+++ Data supplied

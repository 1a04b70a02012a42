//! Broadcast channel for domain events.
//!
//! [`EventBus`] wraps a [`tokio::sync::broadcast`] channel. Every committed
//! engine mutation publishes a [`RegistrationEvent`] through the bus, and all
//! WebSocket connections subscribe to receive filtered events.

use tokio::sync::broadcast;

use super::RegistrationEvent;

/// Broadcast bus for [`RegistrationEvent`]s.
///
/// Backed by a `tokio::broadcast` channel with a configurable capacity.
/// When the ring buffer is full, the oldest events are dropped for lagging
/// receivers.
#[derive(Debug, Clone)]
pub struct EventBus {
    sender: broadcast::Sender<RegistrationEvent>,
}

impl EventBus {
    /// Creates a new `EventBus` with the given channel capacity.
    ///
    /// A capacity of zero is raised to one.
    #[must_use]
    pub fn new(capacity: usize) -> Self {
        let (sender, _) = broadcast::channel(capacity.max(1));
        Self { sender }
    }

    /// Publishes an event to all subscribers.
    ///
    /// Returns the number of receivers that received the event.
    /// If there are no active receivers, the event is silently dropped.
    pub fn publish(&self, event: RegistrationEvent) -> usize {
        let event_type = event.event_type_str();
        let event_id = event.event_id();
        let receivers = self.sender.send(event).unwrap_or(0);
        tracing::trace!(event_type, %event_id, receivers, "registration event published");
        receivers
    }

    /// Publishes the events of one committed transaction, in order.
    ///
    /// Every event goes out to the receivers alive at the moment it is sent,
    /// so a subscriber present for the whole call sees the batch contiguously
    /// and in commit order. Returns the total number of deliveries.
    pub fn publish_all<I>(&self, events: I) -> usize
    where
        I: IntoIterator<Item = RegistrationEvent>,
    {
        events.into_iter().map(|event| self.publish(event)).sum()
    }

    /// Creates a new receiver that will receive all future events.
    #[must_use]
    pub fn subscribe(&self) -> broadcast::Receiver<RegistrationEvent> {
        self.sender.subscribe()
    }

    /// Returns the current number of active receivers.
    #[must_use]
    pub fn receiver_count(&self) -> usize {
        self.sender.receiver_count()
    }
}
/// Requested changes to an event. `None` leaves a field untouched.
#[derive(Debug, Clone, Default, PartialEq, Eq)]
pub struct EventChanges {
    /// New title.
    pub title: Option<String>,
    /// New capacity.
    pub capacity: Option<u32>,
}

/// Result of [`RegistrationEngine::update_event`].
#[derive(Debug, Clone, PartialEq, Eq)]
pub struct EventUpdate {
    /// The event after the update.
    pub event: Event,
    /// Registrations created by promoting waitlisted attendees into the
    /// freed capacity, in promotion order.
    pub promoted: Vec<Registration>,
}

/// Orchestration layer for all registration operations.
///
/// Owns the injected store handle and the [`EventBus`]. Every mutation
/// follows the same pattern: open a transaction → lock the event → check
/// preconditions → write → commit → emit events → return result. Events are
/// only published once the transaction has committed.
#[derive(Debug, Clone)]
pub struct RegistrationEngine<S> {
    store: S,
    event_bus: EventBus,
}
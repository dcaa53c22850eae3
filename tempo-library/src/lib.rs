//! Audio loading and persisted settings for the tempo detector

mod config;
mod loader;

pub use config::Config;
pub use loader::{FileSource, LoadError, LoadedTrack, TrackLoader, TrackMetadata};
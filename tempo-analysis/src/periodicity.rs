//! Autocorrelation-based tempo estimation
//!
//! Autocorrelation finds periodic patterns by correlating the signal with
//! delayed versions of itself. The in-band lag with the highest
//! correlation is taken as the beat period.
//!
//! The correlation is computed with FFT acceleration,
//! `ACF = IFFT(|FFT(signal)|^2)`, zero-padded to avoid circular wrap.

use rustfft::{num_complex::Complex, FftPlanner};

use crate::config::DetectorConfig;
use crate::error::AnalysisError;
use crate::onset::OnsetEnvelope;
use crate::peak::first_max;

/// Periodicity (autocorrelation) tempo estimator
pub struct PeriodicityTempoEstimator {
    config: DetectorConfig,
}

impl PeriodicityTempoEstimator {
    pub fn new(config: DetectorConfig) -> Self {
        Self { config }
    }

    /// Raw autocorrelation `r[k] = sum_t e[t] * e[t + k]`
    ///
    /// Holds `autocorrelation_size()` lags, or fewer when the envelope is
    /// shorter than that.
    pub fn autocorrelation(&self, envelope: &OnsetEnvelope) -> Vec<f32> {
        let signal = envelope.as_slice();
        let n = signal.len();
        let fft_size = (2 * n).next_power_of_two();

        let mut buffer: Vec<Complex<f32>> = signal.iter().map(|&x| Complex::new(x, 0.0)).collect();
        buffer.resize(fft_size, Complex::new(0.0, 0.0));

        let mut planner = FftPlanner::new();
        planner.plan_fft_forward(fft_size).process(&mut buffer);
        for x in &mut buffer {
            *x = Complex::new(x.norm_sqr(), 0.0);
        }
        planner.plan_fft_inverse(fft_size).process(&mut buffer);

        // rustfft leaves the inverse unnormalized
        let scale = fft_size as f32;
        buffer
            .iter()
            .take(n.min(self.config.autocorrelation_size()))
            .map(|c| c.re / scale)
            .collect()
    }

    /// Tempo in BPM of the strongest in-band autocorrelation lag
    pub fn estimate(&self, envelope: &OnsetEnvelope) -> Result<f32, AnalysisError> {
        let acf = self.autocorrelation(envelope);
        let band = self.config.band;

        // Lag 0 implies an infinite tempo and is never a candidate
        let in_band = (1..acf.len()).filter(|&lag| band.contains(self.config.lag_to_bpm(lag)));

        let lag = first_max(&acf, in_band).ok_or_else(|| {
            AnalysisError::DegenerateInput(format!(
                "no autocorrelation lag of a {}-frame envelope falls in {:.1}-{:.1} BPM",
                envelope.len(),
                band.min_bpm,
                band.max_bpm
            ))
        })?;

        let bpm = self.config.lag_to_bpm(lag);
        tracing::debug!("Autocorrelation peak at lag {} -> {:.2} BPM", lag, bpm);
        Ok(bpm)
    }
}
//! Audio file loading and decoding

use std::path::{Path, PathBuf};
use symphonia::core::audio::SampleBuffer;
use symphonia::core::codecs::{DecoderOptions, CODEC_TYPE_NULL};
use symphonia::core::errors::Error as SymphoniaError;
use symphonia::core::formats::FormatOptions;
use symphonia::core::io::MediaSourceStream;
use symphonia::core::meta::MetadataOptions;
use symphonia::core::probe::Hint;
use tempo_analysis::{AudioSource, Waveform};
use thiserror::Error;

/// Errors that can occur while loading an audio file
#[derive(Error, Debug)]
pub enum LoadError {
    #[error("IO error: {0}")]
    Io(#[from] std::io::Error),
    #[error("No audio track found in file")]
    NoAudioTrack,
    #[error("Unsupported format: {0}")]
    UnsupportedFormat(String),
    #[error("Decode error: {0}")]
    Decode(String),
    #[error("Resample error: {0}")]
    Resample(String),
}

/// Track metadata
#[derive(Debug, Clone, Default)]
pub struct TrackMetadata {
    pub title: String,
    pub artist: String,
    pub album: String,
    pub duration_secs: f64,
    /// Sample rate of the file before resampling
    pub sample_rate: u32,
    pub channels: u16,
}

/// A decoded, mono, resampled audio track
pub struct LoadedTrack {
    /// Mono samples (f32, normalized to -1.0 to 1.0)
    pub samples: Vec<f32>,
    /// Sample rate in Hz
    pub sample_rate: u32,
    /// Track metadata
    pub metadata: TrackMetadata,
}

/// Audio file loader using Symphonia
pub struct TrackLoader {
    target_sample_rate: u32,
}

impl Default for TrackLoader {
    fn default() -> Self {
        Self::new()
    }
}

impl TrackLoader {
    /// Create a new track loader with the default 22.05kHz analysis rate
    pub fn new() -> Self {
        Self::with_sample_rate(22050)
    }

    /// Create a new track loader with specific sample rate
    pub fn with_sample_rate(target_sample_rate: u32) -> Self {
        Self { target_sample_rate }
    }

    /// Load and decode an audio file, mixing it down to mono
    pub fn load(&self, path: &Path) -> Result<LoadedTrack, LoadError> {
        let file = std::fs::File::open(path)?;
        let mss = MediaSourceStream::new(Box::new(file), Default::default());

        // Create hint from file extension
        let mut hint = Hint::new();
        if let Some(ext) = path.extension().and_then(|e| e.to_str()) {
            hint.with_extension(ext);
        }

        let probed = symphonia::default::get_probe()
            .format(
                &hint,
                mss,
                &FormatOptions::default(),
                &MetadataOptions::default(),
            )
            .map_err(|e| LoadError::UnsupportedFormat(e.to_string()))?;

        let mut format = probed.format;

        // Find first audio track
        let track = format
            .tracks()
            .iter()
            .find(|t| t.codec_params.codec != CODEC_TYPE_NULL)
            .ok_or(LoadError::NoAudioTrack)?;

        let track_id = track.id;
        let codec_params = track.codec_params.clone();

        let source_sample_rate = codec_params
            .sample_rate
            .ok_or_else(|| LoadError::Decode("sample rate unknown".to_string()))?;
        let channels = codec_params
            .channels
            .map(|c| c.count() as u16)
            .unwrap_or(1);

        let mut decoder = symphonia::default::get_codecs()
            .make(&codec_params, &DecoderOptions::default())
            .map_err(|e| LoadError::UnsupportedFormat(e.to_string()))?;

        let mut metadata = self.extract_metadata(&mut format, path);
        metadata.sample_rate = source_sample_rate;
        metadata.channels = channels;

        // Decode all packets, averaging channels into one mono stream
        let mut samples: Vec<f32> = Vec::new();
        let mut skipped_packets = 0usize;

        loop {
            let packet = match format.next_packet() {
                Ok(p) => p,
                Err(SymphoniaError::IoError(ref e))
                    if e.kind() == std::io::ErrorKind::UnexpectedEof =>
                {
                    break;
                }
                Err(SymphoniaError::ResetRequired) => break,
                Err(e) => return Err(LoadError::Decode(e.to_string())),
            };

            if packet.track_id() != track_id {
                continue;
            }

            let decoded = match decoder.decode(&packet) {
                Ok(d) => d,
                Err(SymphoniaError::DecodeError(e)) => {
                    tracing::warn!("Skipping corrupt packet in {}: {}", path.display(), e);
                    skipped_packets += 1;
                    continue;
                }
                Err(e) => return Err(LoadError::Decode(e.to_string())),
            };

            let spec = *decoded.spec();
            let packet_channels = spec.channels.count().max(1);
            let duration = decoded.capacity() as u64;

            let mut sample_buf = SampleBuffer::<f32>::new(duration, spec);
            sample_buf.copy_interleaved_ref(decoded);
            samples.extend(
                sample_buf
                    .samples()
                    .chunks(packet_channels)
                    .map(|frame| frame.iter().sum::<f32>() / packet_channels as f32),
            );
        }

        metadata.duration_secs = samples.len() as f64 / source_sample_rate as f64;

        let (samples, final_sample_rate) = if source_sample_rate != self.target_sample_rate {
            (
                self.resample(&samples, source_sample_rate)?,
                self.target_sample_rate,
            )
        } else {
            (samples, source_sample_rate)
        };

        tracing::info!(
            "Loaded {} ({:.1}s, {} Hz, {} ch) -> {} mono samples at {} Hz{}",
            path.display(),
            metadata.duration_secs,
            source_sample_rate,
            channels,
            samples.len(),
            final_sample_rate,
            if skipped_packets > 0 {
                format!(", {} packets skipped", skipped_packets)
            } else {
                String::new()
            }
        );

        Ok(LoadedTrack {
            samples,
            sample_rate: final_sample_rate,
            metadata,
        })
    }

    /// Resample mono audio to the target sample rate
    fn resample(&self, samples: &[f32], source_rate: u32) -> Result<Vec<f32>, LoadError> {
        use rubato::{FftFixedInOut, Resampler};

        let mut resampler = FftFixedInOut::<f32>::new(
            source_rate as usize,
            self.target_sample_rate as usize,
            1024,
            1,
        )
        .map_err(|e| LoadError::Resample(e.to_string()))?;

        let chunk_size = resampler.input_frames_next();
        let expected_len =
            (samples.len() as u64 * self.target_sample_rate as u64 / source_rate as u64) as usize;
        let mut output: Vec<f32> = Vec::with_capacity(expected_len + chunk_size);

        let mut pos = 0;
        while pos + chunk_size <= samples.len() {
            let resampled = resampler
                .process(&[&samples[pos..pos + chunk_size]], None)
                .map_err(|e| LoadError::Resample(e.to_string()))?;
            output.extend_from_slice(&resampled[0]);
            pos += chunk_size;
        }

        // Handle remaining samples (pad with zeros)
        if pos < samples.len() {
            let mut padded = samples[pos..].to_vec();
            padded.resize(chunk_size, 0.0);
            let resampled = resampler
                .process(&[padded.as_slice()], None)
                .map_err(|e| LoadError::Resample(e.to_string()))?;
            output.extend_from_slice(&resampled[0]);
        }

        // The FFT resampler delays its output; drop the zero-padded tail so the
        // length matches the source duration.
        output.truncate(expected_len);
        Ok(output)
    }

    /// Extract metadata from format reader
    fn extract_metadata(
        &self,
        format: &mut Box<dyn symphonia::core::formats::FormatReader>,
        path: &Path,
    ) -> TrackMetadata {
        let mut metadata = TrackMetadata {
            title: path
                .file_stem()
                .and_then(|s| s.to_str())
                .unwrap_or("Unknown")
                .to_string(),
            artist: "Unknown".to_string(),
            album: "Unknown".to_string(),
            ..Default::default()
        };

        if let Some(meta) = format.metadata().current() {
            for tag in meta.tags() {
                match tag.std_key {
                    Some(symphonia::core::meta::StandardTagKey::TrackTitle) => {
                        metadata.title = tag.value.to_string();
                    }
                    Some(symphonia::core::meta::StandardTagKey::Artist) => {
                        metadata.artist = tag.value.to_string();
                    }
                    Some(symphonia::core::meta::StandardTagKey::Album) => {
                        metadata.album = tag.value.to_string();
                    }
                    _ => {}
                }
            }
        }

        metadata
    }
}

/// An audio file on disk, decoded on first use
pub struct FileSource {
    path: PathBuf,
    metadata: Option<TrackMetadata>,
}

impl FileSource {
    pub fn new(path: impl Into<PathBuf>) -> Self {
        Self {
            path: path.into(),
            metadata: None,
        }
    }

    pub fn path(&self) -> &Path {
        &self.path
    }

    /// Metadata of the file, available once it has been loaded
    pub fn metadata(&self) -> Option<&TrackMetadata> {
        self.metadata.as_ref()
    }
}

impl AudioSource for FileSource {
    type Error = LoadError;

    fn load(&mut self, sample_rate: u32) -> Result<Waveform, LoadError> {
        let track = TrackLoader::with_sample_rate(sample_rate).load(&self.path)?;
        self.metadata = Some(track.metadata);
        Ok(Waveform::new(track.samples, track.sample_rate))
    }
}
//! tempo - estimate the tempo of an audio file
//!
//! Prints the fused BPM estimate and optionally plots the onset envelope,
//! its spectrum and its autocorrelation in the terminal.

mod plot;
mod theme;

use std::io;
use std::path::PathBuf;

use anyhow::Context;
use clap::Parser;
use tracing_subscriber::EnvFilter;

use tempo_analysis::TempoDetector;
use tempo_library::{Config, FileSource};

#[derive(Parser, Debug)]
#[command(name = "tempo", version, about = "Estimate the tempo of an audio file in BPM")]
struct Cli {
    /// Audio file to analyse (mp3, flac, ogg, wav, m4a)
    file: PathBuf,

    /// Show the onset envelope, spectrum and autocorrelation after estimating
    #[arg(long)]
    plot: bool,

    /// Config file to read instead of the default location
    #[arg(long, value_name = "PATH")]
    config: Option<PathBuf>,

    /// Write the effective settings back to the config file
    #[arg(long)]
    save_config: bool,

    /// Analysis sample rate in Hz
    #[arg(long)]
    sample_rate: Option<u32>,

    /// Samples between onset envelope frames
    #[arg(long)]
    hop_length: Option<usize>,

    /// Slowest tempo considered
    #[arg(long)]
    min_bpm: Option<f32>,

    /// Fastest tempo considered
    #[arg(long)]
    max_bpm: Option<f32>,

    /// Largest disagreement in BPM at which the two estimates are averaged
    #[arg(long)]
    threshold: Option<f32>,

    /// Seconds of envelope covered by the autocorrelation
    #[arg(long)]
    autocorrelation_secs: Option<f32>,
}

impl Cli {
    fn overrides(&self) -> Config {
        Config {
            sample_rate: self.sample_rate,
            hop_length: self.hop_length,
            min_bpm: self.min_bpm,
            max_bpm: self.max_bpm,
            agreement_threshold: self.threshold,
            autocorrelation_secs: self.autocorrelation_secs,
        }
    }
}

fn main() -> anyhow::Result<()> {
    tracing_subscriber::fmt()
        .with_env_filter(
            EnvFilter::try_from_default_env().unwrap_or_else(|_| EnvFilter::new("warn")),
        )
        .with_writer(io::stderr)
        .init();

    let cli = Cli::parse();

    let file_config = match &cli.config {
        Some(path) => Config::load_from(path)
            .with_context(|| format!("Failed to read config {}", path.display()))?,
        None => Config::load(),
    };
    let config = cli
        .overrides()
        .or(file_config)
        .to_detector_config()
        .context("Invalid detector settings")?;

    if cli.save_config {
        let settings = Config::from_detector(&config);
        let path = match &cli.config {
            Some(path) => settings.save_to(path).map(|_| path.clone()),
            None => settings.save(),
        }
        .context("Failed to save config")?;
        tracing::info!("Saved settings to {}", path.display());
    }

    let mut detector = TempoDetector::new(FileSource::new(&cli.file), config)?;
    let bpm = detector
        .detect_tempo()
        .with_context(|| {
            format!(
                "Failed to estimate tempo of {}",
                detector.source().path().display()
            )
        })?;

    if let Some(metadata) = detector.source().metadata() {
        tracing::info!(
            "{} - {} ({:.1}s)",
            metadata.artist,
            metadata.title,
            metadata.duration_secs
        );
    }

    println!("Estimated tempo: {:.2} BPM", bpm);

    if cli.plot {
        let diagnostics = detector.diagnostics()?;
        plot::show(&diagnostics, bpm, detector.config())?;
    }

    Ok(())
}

++++++

◆ **Task instructions**:
Which of the lines above include the word "diagnostics"? Copy each of them.

◆ **Worked solution**:
        let diagnostics = detector.diagnostics()?;
        plot::show(&diagnostics, bpm, detector.config())?;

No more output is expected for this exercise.